Humanização na saúde

Humanização na saúde

Hospitalidade é o ato do bem receber alguém tanto em nível doméstico como comercial. Todos esperam que se aflore a hospitalidade quando são recebidos em um determinado local. Em um hospital não é diferente. Desta forma, os visitantes começaram ”a questionar e sentir necessidade de que a empresa hospitalar lhe oferecesse não só a cura ou o tratamento, como também a segurança, o conforto e, principalmente, seu bem-estar, de sua família e seus visitantes” (BOERGER, 2005, p. 24).

Os hospitais ”talvez por suas origens [vocação e história tem como foco] […] a doença e não a saúde[!] do cliente. [Uma evolução neste sentido] […] significa uma mudança na cultura da organização hospitalar” (GARCIA, 2011). Isso implica em tempo para reorganizar toda uma equipe que já está acostumada a trabalhar há anos com os mesmos valores e crenças, partindo do princípio que isso será mudado a partir do momento em que a humanização entra na cultura organizacional da empresa. É uma mudança que leva tempo.

“É a humanização, através da hotelaria, mudando condutas e comportamentos, tornando o hospital um espaço digno para os momentos difíceis de nossos clientes de saúde” (TARABOULSI, 2004, p. 48). Assim pode-se pensar na humanização não apenas para o cliente que está internado, mas também para os familiares que estão acompanhando aquela mesma situação e estão passando por conflitos internos do momento vivido com o cliente.
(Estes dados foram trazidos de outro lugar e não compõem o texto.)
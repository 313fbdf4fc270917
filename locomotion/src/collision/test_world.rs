//! Analytic half-space world for deterministic motor tests.
//!
//! Every obstacle is an infinite plane; the solid side is where `normal . x <= offset`.

use super::{CapsuleMover, CapsuleShape, CollisionQueries, ContactFlag, ContactFlags, MoveOutcome, QueryHit};
use crate::utils::Vec3;

/// Gap kept between the capsule and a plane after a blocked move.
pub(crate) const TEST_SKIN: f32 = 0.01;

#[derive(Clone, Copy, Debug)]
pub(crate) struct HalfSpace {
    pub normal: Vec3,
    pub offset: f32,
}

impl HalfSpace {
    /// Plane through `point` with outward `normal` (normalized here).
    pub fn through(point: Vec3, normal: Vec3) -> Self {
        let normal = normal.normalize();
        Self {
            normal,
            offset: normal.dot(&point),
        }
    }
}

#[derive(Clone, Debug, Default)]
pub(crate) struct TestWorld {
    pub planes: Vec<HalfSpace>,
}

impl TestWorld {
    pub fn empty() -> Self {
        Self::default()
    }

    /// Flat floor at `y = 0`.
    pub fn flat() -> Self {
        Self::empty().with_plane(Vec3::zeros(), Vec3::y())
    }

    pub fn with_plane(mut self, point: Vec3, normal: Vec3) -> Self {
        self.planes.push(HalfSpace::through(point, normal));
        self
    }

    /// Vertical wall through `point` facing `normal` (planar).
    pub fn with_wall(self, point: Vec3, normal: Vec3) -> Self {
        self.with_plane(point, Vec3::new(normal.x, 0.0, normal.z))
    }

    /// Drop every floor-like plane (normal mostly up).
    pub fn remove_floors(&mut self) {
        self.planes.retain(|p| p.normal.y < 0.7);
    }

    fn sweep(&self, origin: Vec3, radius: f32, direction: Vec3, max_distance: f32) -> Option<QueryHit> {
        let mut best: Option<QueryHit> = None;
        for plane in &self.planes {
            let gap = plane.normal.dot(&origin) - plane.offset - radius;
            let distance = if gap <= 0.0 {
                0.0
            } else {
                let closing = -plane.normal.dot(&direction);
                if closing <= 1.0e-6 {
                    continue;
                }
                gap / closing
            };

            if distance <= max_distance && best.is_none_or(|b| distance < b.distance) {
                best = Some(QueryHit {
                    distance,
                    normal: plane.normal,
                });
            }
        }
        best
    }
}

impl CollisionQueries for TestWorld {
    fn cast_sphere(&self, origin: Vec3, radius: f32, direction: Vec3, max_distance: f32) -> Option<QueryHit> {
        self.sweep(origin, radius, direction, max_distance)
    }

    fn cast_ray(&self, origin: Vec3, direction: Vec3, max_distance: f32) -> Option<QueryHit> {
        self.sweep(origin, 0.0, direction, max_distance)
    }
}

impl CapsuleMover for TestWorld {
    fn move_capsule(&self, capsule: CapsuleShape, center: Vec3, displacement: Vec3, _dt: f32) -> MoveOutcome {
        let mut pos = center;
        let mut remaining = displacement;
        let mut contacts = ContactFlags::empty();

        for _ in 0..4 {
            let len = remaining.norm();
            if len <= 1.0e-7 {
                break;
            }
            let dir = remaining / len;

            let mut first: Option<(f32, Vec3)> = None;
            for plane in &self.planes {
                let extent = capsule.radius + capsule.half_segment * plane.normal.y.abs();
                let gap = plane.normal.dot(&pos) - plane.offset - extent;
                let closing = -plane.normal.dot(&dir);
                if closing <= 1.0e-6 {
                    continue;
                }
                let t = ((gap - TEST_SKIN) / closing).max(0.0);
                if t < len && first.is_none_or(|(best, _)| t < best) {
                    first = Some((t, plane.normal));
                }
            }

            match first {
                None => {
                    pos += remaining;
                    break;
                }
                Some((t, normal)) => {
                    pos += dir * t;
                    if normal.y > 0.7 {
                        contacts.add(ContactFlag::Below);
                    } else if normal.y < -0.7 {
                        contacts.add(ContactFlag::Above);
                    } else {
                        contacts.add(ContactFlag::Sides);
                    }
                    let rest = remaining - dir * t;
                    remaining = rest - normal * rest.dot(&normal);
                }
            }
        }

        MoveOutcome {
            displacement: pos - center,
            contacts,
        }
    }
}
use nalgebra as na;

use crate::constants::{DIST_EPS, YAW_EPS};

/// Common math aliases for clarity and consistency.
pub type Vec2 = na::Vector2<f32>;
pub type Vec3 = na::Vector3<f32>;
pub type Quat = na::UnitQuaternion<f32>;

/// World up axis. The whole crate is Y-up.
#[inline]
pub fn up() -> Vec3 {
    Vec3::y()
}

/// Drop the vertical component.
#[inline]
pub fn planar(v: Vec3) -> Vec3 {
    Vec3::new(v.x, 0.0, v.z)
}

/// Planar forward for a yaw (radians). Yaw 0 faces +Z, positive yaw turns toward +X.
#[inline]
pub fn planar_forward(yaw: f32) -> Vec3 {
    Vec3::new(yaw.sin(), 0.0, yaw.cos())
}

/// Planar right for a yaw (radians), perpendicular to [`planar_forward`].
#[inline]
pub fn planar_right(yaw: f32) -> Vec3 {
    Vec3::new(yaw.cos(), 0.0, -yaw.sin())
}

/// Yaw that faces along the planar part of `v`, if it has one.
pub fn yaw_from_planar(v: Vec3) -> Option<f32> {
    if v.x * v.x + v.z * v.z > YAW_EPS {
        return Some(v.x.atan2(v.z));
    }

    None
}

/// Yaw-only rotation.
#[inline]
pub fn yaw_rotation(yaw: f32) -> Quat {
    Quat::from_axis_angle(&Vec3::y_axis(), yaw)
}

/// Rotation for a view: yaw about +Y, then pitch about the local +X (positive pitch looks down).
#[inline]
pub fn view_rotation(yaw: f32, pitch: f32) -> Quat {
    yaw_rotation(yaw) * Quat::from_axis_angle(&Vec3::x_axis(), pitch)
}

pub fn normalize_or_zero(v: Vec3) -> Vec3 {
    let len = v.norm();
    if len > DIST_EPS { v / len } else { Vec3::zeros() }
}

/// Remove the component of `v` along the unit normal `n`.
#[inline]
pub fn project_on_plane(v: Vec3, n: Vec3) -> Vec3 {
    v - n * v.dot(&n)
}

#[inline]
pub fn lerp(a: f32, b: f32, t: f32) -> f32 {
    a + (b - a) * t
}

#[inline]
pub fn clamp01(t: f32) -> f32 {
    t.clamp(0.0, 1.0)
}

/// Move `current` toward `target` by at most `max_delta` (vector length).
pub fn move_towards(current: Vec3, target: Vec3, max_delta: f32) -> Vec3 {
    let delta = target - current;
    let dist = delta.norm();
    if dist <= max_delta || dist <= DIST_EPS {
        target
    } else {
        current + delta / dist * max_delta
    }
}

/// Rotate the planar direction `from` toward `to` by at most `max_radians`.
///
/// Both inputs are treated as planar; the result is a unit planar vector. If either input has
/// no planar length, `from` is returned normalized (or zero).
pub fn rotate_towards(from: Vec3, to: Vec3, max_radians: f32) -> Vec3 {
    let (Some(from_yaw), Some(to_yaw)) = (yaw_from_planar(from), yaw_from_planar(to)) else {
        return normalize_or_zero(planar(from));
    };

    let delta = wrap_angle(to_yaw - from_yaw);
    let step = delta.clamp(-max_radians.abs(), max_radians.abs());
    planar_forward(from_yaw + step)
}

/// Wrap an angle (radians) into `(-PI, PI]`.
pub fn wrap_angle(angle: f32) -> f32 {
    use std::f32::consts::{PI, TAU};
    let mut a = angle % TAU;
    if a <= -PI {
        a += TAU;
    } else if a > PI {
        a -= TAU;
    }
    a
}

/// Spherically interpolate a body yaw toward `target_yaw` by fraction `t` (clamped to `[0, 1]`).
pub fn slerp_yaw(current_yaw: f32, target_yaw: f32, t: f32) -> f32 {
    let from = yaw_rotation(current_yaw);
    let to = yaw_rotation(target_yaw);
    let t = clamp01(t);
    match from.try_slerp(&to, t, 1.0e-6) {
        Some(blended) => yaw_from_planar(blended * Vec3::z()).unwrap_or(current_yaw),
        // Degenerate interpolation: fall back to the planar angle blend.
        None => wrap_angle(current_yaw + wrap_angle(target_yaw - current_yaw) * t),
    }
}

/// Frame-rate independent exponential smoothing factor.
#[inline]
pub fn smoothing_factor(rate: f32, dt: f32) -> f32 {
    1.0 - (-rate.max(0.0) * dt.max(0.0)).exp()
}
use super::{StateRequest, crouch_jump};
use crate::config::SlideSpeedProfile;
use crate::constants::SLIDE_MIN_STICK_SPEED;
use crate::motor::context::LocomotionContext;
use crate::motor::physics::downhill_direction;
use crate::motor::{JumpKind, MotorEvent};
use crate::utils::{Vec3, normalize_or_zero, planar, rotate_towards};

/// Low-profile slide along a locked, slowly steerable direction.
///
/// The capsule is crouched on entry and only grows back through the crouch stand-up logic.
#[derive(Clone, Debug, PartialEq)]
pub struct SlideState {
    direction: Vec3,
    speed: f32,
    /// Feet position when the last slide velocity was set; measures forward progress.
    last_position: Vec3,
}

impl SlideState {
    pub fn enter(ctx: &mut LocomotionContext) -> Self {
        let cfg = ctx.cfg;
        ctx.timers.slide_cooldown = cfg.slide_cooldown;
        ctx.body.set_crouched(true);

        let strong_input = ctx.input.move_axis().norm() >= cfg.slide_input_threshold;
        let mut direction = if strong_input { ctx.wish() } else { ctx.view.forward() };
        if direction == Vec3::zeros() {
            direction = ctx.body.forward();
        }
        let direction = normalize_or_zero(planar(direction));

        let speed = match cfg.slide_profile {
            SlideSpeedProfile::Constant { speed } => speed,
            SlideSpeedProfile::Momentum { min_speed, max_speed, .. } => {
                ctx.body.horizontal_speed().max(min_speed).min(max_speed)
            }
        };

        let stick = stick_down(ctx);
        ctx.body.set_horizontal_velocity(direction * speed);
        ctx.body.velocity.y = stick;
        ctx.emit(MotorEvent::SlideStarted { direction });

        Self {
            direction,
            speed,
            last_position: ctx.body.position(),
        }
    }

    pub fn direction(&self) -> Vec3 {
        self.direction
    }

    pub fn speed(&self) -> f32 {
        self.speed
    }

    pub fn tick(&mut self, ctx: &mut LocomotionContext) -> Option<StateRequest> {
        let cfg = ctx.cfg;

        if ctx.lost_ground() {
            return Some(StateRequest::Airborne);
        }

        let progress = (ctx.body.position() - self.last_position).dot(&self.direction);
        if progress <= cfg.slide_stall_threshold {
            ctx.body.set_horizontal_velocity(Vec3::zeros());
            return Some(StateRequest::Crouch);
        }

        if ctx.wants_dash() {
            return Some(StateRequest::Dash);
        }

        if ctx.input.has_buffered_jump() {
            if crouch_jump(ctx, JumpKind::Slide) == JumpKind::Slide {
                let boosted = ctx.body.horizontal_velocity() * cfg.slide_jump_horiz_boost;
                ctx.body.set_horizontal_velocity(boosted);
            }
            return Some(StateRequest::Airborne);
        }

        if !ctx.input.slide_held() {
            ctx.body.set_horizontal_velocity(Vec3::zeros());
            return Some(StateRequest::Crouch);
        }

        let wish = ctx.wish();
        if wish != Vec3::zeros() {
            let max_turn = cfg.slide_turn_rate_deg.max(0.0).to_radians() * ctx.dt;
            self.direction = rotate_towards(self.direction, wish, max_turn);
        }
        self.speed = next_speed(self.speed, self.direction, ctx);

        let stick = stick_down(ctx);
        ctx.body.set_horizontal_velocity(self.direction * self.speed);
        ctx.body.velocity.y = stick;
        self.last_position = ctx.body.position();
        None
    }
}

fn stick_down(ctx: &LocomotionContext) -> f32 {
    -ctx.cfg.slide_stick_down_velocity.max(SLIDE_MIN_STICK_SPEED)
}

/// Advance the slide speed for one frame according to the configured profile.
fn next_speed(speed: f32, direction: Vec3, ctx: &LocomotionContext) -> f32 {
    match ctx.cfg.slide_profile {
        SlideSpeedProfile::Constant { speed } => speed,
        SlideSpeedProfile::Momentum {
            min_speed,
            max_speed,
            accel,
            friction,
            slope_accel_scale,
        } => {
            let ground = ctx.ground;
            let downhill = normalize_or_zero(planar(downhill_direction(ground.normal)));
            let slope_push = ctx.cfg.gravity_base
                * ground.slope_angle_deg.to_radians().sin()
                * downhill.dot(&direction)
                * slope_accel_scale;

            let rate = if slope_push > 0.0 {
                accel + slope_push
            } else {
                slope_push - friction
            };
            (speed + rate * ctx.dt).max(min_speed).min(max_speed.max(min_speed))
        }
    }
}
O paciente/cliente vai atrás do que se oferece de melhor nesse mercado competitivo. Ele busca por sensibilidade, segurança para ele e aos que estão em sua volta, como relata Augusta (2015):

o cliente quer ciência e tecnologia, mas também conforto e segurança. Quer que seus medos sejam minimizados e o ambiente branco e aparentemente estéril do hospital tradicional não lhe é favorável. Ele quer continuar em contato com o mundo, agora não só através do telefone, mas ele quer televisão, jornais, revistas. Enfim, o paciente não quer se sentir excluído da sociedade e exige um ambiente com aspecto que lembre mais um hotel e que cause menos estresse. Nesse momento, o hospital reconhece que precisa mudar o seu conceito de hospedagem para proporcionar ao cliente em vez de um ambiente frio e impessoal, um ambiente agradável e humanizado, ainda que muito complexo.

Nesse momento, se vê a necessidade de um profissional hoteleiro, para reorganizar o layout, torna-lo aconchegante, para não passar a impressão de um ambiente frio e estéril de sentimentos. É quando se percebe que deve existir um treinamento para todos os colaboradores do hospital: de como falar e como tratar pacientes e familiares de enfermos.

“O triunfo da hotelaria hospitalar está na humanização do ambiente hospitalar […] revelando de tal forma o segredo dessa nova proposta que é o sorriso sincero e permanente, marca registrada da satisfação e do amor pelo trabalho realizado.” (TARABOULSI, 2004, p. 48).

A hospitalidade é uma forma de serviço humanizado, que começa pela satisfação de trabalhar no que se gosta e se conclui com o bem-estar do cliente, num ambiente que passe a sensação de se estar em casa.

Manoela Cristina Pereira Duarte

REFERÊNCIAS

AUGUSTA, Ana. Conceito de hotelaria hospitalar. 05 jan. 2015. Disponível em: <http://www.hotelariahospitalar.com/conceito-de-hotelaria-hospitalar>. Acesso em: 23 jun. 2016.

BOERGER, Marcelo Assad. Gestão em hotelaria hospitalar. São Paulo: Atlas, 2005.

GARCIA, Heronita. Conceito básico hotelaria hospitalar. 19 ago. 2011. Disponível em: <https://humanizacaoemsaudepublica.wordpress.com/2011/08/19/conceito-basico-hotelaria-hospitalar>. Acesso em: 23 jun. 2016.

TARABOULSI, Fadi Antoine. Administração de hotelaria hospitalar: serviços aos clientes, humanização do atendimento, departamentalização, gerenciamento, saúde e turismo, hospitalidade. São Paulo: Atlas, 2004.